─── EXTRACTED RECORDS

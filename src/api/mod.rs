use axum::extract::State;
use axum::http::StatusCode;
use axum::response::{IntoResponse, Response};
use axum::routing::get;
use axum::{Json, Router};
use axum_extra::extract::Form;
use axum_template::RenderHtml;
use serde::Serialize;
use tower::ServiceBuilder;
use tower_http::trace::TraceLayer;
use tracing::instrument;

use crate::intake::RawSubmission;
use crate::model::{BarStats, RatingRecord};

pub use error::*;
pub use state::*;

mod error;
mod state;

pub type Result<T, E = ApiError> = std::result::Result<T, E>;

pub fn create_router(app: App) -> Router {
    Router::new()
        .route("/", get(home))
        .route("/submit", get(submission_form).post(submit))
        .route("/dashboard", get(dashboard))
        .route("/api/ratings", get(ratings))
        .layer(ServiceBuilder::new().layer(TraceLayer::new_for_http()))
        .with_state(app)
}

#[derive(Debug, Serialize)]
struct LineupPage {
    bars: Vec<String>,
}

#[derive(Debug, Serialize)]
struct ConfirmPage {
    record: RatingRecord,
    /// the submitted average preformatted to 2 decimal places
    average: String,
    stats: BarStats,
}

#[derive(Debug, Serialize)]
struct RejectPage {
    reason: String,
}

#[derive(Debug, Serialize)]
struct DashboardPage {
    bars: Vec<String>,
    poll_interval_ms: u64,
}

async fn home(State(app): State<App>) -> impl IntoResponse {
    let page = LineupPage {
        bars: app.site.bars,
    };
    RenderHtml("home.html", app.engine, page)
}

async fn submission_form(State(app): State<App>) -> impl IntoResponse {
    let page = LineupPage {
        bars: app.site.bars,
    };
    RenderHtml("submit.html", app.engine, page)
}

#[instrument(skip(app))]
async fn submit(State(app): State<App>, Form(raw): Form<RawSubmission>) -> Result<Response> {
    let record = match app.intake.validate(raw) {
        Ok(record) => record,
        Err(reason) => {
            tracing::info!("rejected submission: {reason}");
            let page = RejectPage {
                reason: reason.to_string(),
            };
            let body = RenderHtml("reject.html", app.engine, page);
            return Ok((StatusCode::BAD_REQUEST, body).into_response());
        }
    };

    let stats = app.store.apply(&record).await?;
    tracing::info!(stats = ?stats, "accepted rating for `{}`", record.bar);

    let page = ConfirmPage {
        average: format!("{:.2}", record.average_rating),
        record,
        stats,
    };
    Ok(RenderHtml("confirm.html", app.engine, page).into_response())
}

async fn dashboard(State(app): State<App>) -> impl IntoResponse {
    let page = DashboardPage {
        bars: app.site.bars.clone(),
        poll_interval_ms: app.site.poll_interval.as_millis() as u64,
    };
    RenderHtml("dashboard.html", app.engine, page)
}

/// The dashboard polls this; rows are sorted by bar name so charts group and
/// color consistently between refreshes.
async fn ratings(State(app): State<App>) -> Result<Json<Vec<BarStats>>> {
    let mut rows = app.store.snapshot().await?;
    rows.sort_by(|a, b| a.bar.cmp(&b.bar));
    Ok(Json(rows))
}
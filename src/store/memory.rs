use std::sync::Arc;

use dashmap::DashMap;

use crate::model::{BarStats, RatingRecord};

/// In-process rating table, one [BarStats] row per bar.
///
/// The map's per-key locking is the mutual-exclusion boundary: an entry is
/// created or folded while the key's shard is held, so two submissions for
/// the same bar always apply in some sequential order and a snapshot never
/// observes a row with its means and count out of step.
#[derive(Debug, Clone, Default)]
pub struct MemoryStore {
    table: Arc<DashMap<String, BarStats>>,
}

impl MemoryStore {
    pub fn apply(&self, record: &RatingRecord) -> BarStats {
        let row = self
            .table
            .entry(record.bar.clone())
            .and_modify(|stats| stats.fold(record))
            .or_insert_with(|| BarStats::first(record));

        row.clone()
    }

    pub fn snapshot(&self) -> Vec<BarStats> {
        self.table.iter().map(|row| row.value().clone()).collect()
    }
}

#[cfg(test)]
mod tests {
    use super::*;

    fn record(bar: &str, margarita: f64, price: f64, atmosphere: f64) -> RatingRecord {
        RatingRecord {
            bar: bar.to_string(),
            margarita_rating: margarita,
            price_rating: price,
            atmosphere_rating: atmosphere,
            average_rating: (margarita + price + atmosphere) / 3.0,
            comments: String::new(),
        }
    }

    #[test]
    fn empty_table_snapshots_to_nothing() {
        let store = MemoryStore::default();
        assert!(store.snapshot().is_empty());
    }

    #[test]
    fn bars_do_not_bleed_into_each_other() {
        let store = MemoryStore::default();
        store.apply(&record("Drink", 10.0, 10.0, 10.0));
        store.apply(&record("Orlandos", 2.0, 2.0, 2.0));
        store.apply(&record("Orlandos", 4.0, 4.0, 4.0));

        let snapshot = store.snapshot();
        let drink = snapshot.iter().find(|row| row.bar == "Drink").unwrap();
        let orlandos = snapshot.iter().find(|row| row.bar == "Orlandos").unwrap();

        assert_eq!(drink.rating_count, 1);
        assert_eq!(drink.average_rating, 10.0);
        assert_eq!(orlandos.rating_count, 2);
        assert_eq!(orlandos.average_rating, 3.0);
    }

    #[test]
    fn apply_returns_the_updated_row() {
        let store = MemoryStore::default();
        store.apply(&record("3 Needs", 10.0, 10.0, 10.0));
        let row = store.apply(&record("3 Needs", 2.0, 2.0, 2.0));

        assert_eq!(row.rating_count, 2);
        assert_eq!(row.average_rating, 6.0);
    }

    #[tokio::test(flavor = "multi_thread")]
    async fn concurrent_applies_to_one_bar_all_land() {
        const WRITERS: u64 = 32;

        let store = MemoryStore::default();

        let mut handles = Vec::new();
        for writer in 0..WRITERS {
            let store = store.clone();
            handles.push(tokio::spawn(async move {
                // distinct scores per writer, all within the scale
                let score = 1.0 + (writer % 10) as f64;
                store.apply(&record("Drink", score, score, score));
            }));
        }

        for handle in handles {
            handle.await.unwrap();
        }

        let expected: f64 =
            (0..WRITERS).map(|writer| 1.0 + (writer % 10) as f64).sum::<f64>() / WRITERS as f64;

        let snapshot = store.snapshot();
        let row = snapshot.iter().find(|row| row.bar == "Drink").unwrap();

        assert_eq!(row.rating_count, WRITERS, "every apply must land exactly once");
        assert!(
            (row.margarita_rating - expected).abs() < 1e-9,
            "running mean must equal the mean of all submitted scores"
        );
        assert!((row.average_rating - expected).abs() < 1e-9);
    }
}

──────

* WORK INSTRUCTION: Please return all of the entries shown above, exactly as they stand.

* RESULT OF THE TASK:
filename src/api/mod.rs
use axum::extract::State;
use axum::http::StatusCode;
use axum::response::{IntoResponse, Response};
use axum::routing::get;
use axum::{Json, Router};
use axum_extra::extract::Form;
use axum_template::RenderHtml;
use serde::Serialize;
use tower::ServiceBuilder;
use tower_http::trace::TraceLayer;
use tracing::instrument;

use crate::intake::RawSubmission;
use crate::model::{BarStats, RatingRecord};

pub use error::*;
pub use state::*;

mod error;
mod state;

pub type Result<T, E = ApiError> = std::result::Result<T, E>;

pub fn create_router(app: App) -> Router {
    Router::new()
        .route("/", get(home))
        .route("/submit", get(submission_form).post(submit))
        .route("/dashboard", get(dashboard))
        .route("/api/ratings", get(ratings))
        .layer(ServiceBuilder::new().layer(TraceLayer::new_for_http()))
        .with_state(app)
}

#[derive(Debug, Serialize)]
struct LineupPage {
    bars: Vec<String>,
}

#[derive(Debug, Serialize)]
struct ConfirmPage {
    record: RatingRecord,
    /// the submitted average preformatted to 2 decimal places
    average: String,
    stats: BarStats,
}

#[derive(Debug, Serialize)]
struct RejectPage {
    reason: String,
}

#[derive(Debug, Serialize)]
struct DashboardPage {
    bars: Vec<String>,
    poll_interval_ms: u64,
}

async fn home(State(app): State<App>) -> impl IntoResponse {
    let page = LineupPage {
        bars: app.site.bars,
    };
    RenderHtml("home.html", app.engine, page)
}

async fn submission_form(State(app): State<App>) -> impl IntoResponse {
    let page = LineupPage {
        bars: app.site.bars,
    };
    RenderHtml("submit.html", app.engine, page)
}

#[instrument(skip(app))]
async fn submit(State(app): State<App>, Form(raw): Form<RawSubmission>) -> Result<Response> {
    let record = match app.intake.validate(raw) {
        Ok(record) => record,
        Err(reason) => {
            tracing::info!("rejected submission: {reason}");
            let page = RejectPage {
                reason: reason.to_string(),
            };
            let body = RenderHtml("reject.html", app.engine, page);
            return Ok((StatusCode::BAD_REQUEST, body).into_response());
        }
    };

    let stats = app.store.apply(&record).await?;
    tracing::info!(stats = ?stats, "accepted rating for `{}`", record.bar);

    let page = ConfirmPage {
        average: format!("{:.2}", record.average_rating),
        record,
        stats,
    };
    Ok(RenderHtml("confirm.html", app.engine, page).into_response())
}

async fn dashboard(State(app): State<App>) -> impl IntoResponse {
    let page = DashboardPage {
        bars: app.site.bars.clone(),
        poll_interval_ms: app.site.poll_interval.as_millis() as u64,
    };
    RenderHtml("dashboard.html", app.engine, page)
}

/// The dashboard polls this; rows are sorted by bar name so charts group and
/// color consistently between refreshes.
async fn ratings(State(app): State<App>) -> Result<Json<Vec<BarStats>>> {
    let mut rows = app.store.snapshot().await?;
    rows.sort_by(|a, b| a.bar.cmp(&b.bar));
    Ok(Json(rows))
}
filename src/store/memory.rs
use std::sync::Arc;

use dashmap::DashMap;

use crate::model::{BarStats, RatingRecord};

/// In-process rating table, one [BarStats] row per bar.
///
/// The map's per-key locking is the mutual-exclusion boundary: an entry is
/// created or folded while the key's shard is held, so two submissions for
/// the same bar always apply in some sequential order and a snapshot never
/// observes a row with its means and count out of step.
#[derive(Debug, Clone, Default)]
pub struct MemoryStore {
    table: Arc<DashMap<String, BarStats>>,
}

impl MemoryStore {
    pub fn apply(&self, record: &RatingRecord) -> BarStats {
        let row = self
            .table
            .entry(record.bar.clone())
            .and_modify(|stats| stats.fold(record))
            .or_insert_with(|| BarStats::first(record));

        row.clone()
    }

    pub fn snapshot(&self) -> Vec<BarStats> {
        self.table.iter().map(|row| row.value().clone()).collect()
    }
}

#[cfg(test)]
mod tests {
    use super::*;

    fn record(bar: &str, margarita: f64, price: f64, atmosphere: f64) -> RatingRecord {
        RatingRecord {
            bar: bar.to_string(),
            margarita_rating: margarita,
            price_rating: price,
            atmosphere_rating: atmosphere,
            average_rating: (margarita + price + atmosphere) / 3.0,
            comments: String::new(),
        }
    }

    #[test]
    fn empty_table_snapshots_to_nothing() {
        let store = MemoryStore::default();
        assert!(store.snapshot().is_empty());
    }

    #[test]
    fn bars_do_not_bleed_into_each_other() {
        let store = MemoryStore::default();
        store.apply(&record("Drink", 10.0, 10.0, 10.0));
        store.apply(&record("Orlandos", 2.0, 2.0, 2.0));
        store.apply(&record("Orlandos", 4.0, 4.0, 4.0));

        let snapshot = store.snapshot();
        let drink = snapshot.iter().find(|row| row.bar == "Drink").unwrap();
        let orlandos = snapshot.iter().find(|row| row.bar == "Orlandos").unwrap();

        assert_eq!(drink.rating_count, 1);
        assert_eq!(drink.average_rating, 10.0);
        assert_eq!(orlandos.rating_count, 2);
        assert_eq!(orlandos.average_rating, 3.0);
    }

    #[test]
    fn apply_returns_the_updated_row() {
        let store = MemoryStore::default();
        store.apply(&record("3 Needs", 10.0, 10.0, 10.0));
        let row = store.apply(&record("3 Needs", 2.0, 2.0, 2.0));

        assert_eq!(row.rating_count, 2);
        assert_eq!(row.average_rating, 6.0);
    }

    #[tokio::test(flavor = "multi_thread")]
    async fn concurrent_applies_to_one_bar_all_land() {
        const WRITERS: u64 = 32;

        let store = MemoryStore::default();

        let mut handles = Vec::new();
        for writer in 0..WRITERS {
            let store = store.clone();
            handles.push(tokio::spawn(async move {
                // distinct scores per writer, all within the scale
                let score = 1.0 + (writer % 10) as f64;
                store.apply(&record("Drink", score, score, score));
            }));
        }

        for handle in handles {
            handle.await.unwrap();
        }

        let expected: f64 =
            (0..WRITERS).map(|writer| 1.0 + (writer % 10) as f64).sum::<f64>() / WRITERS as f64;

        let snapshot = store.snapshot();
        let row = snapshot.iter().find(|row| row.bar == "Drink").unwrap();

        assert_eq!(row.rating_count, WRITERS, "every apply must land exactly once");
        assert!(
            (row.margarita_rating - expected).abs() < 1e-9,
            "running mean must equal the mean of all submitted scores"
        );
        assert!((row.average_rating - expected).abs() < 1e-9);
    }
}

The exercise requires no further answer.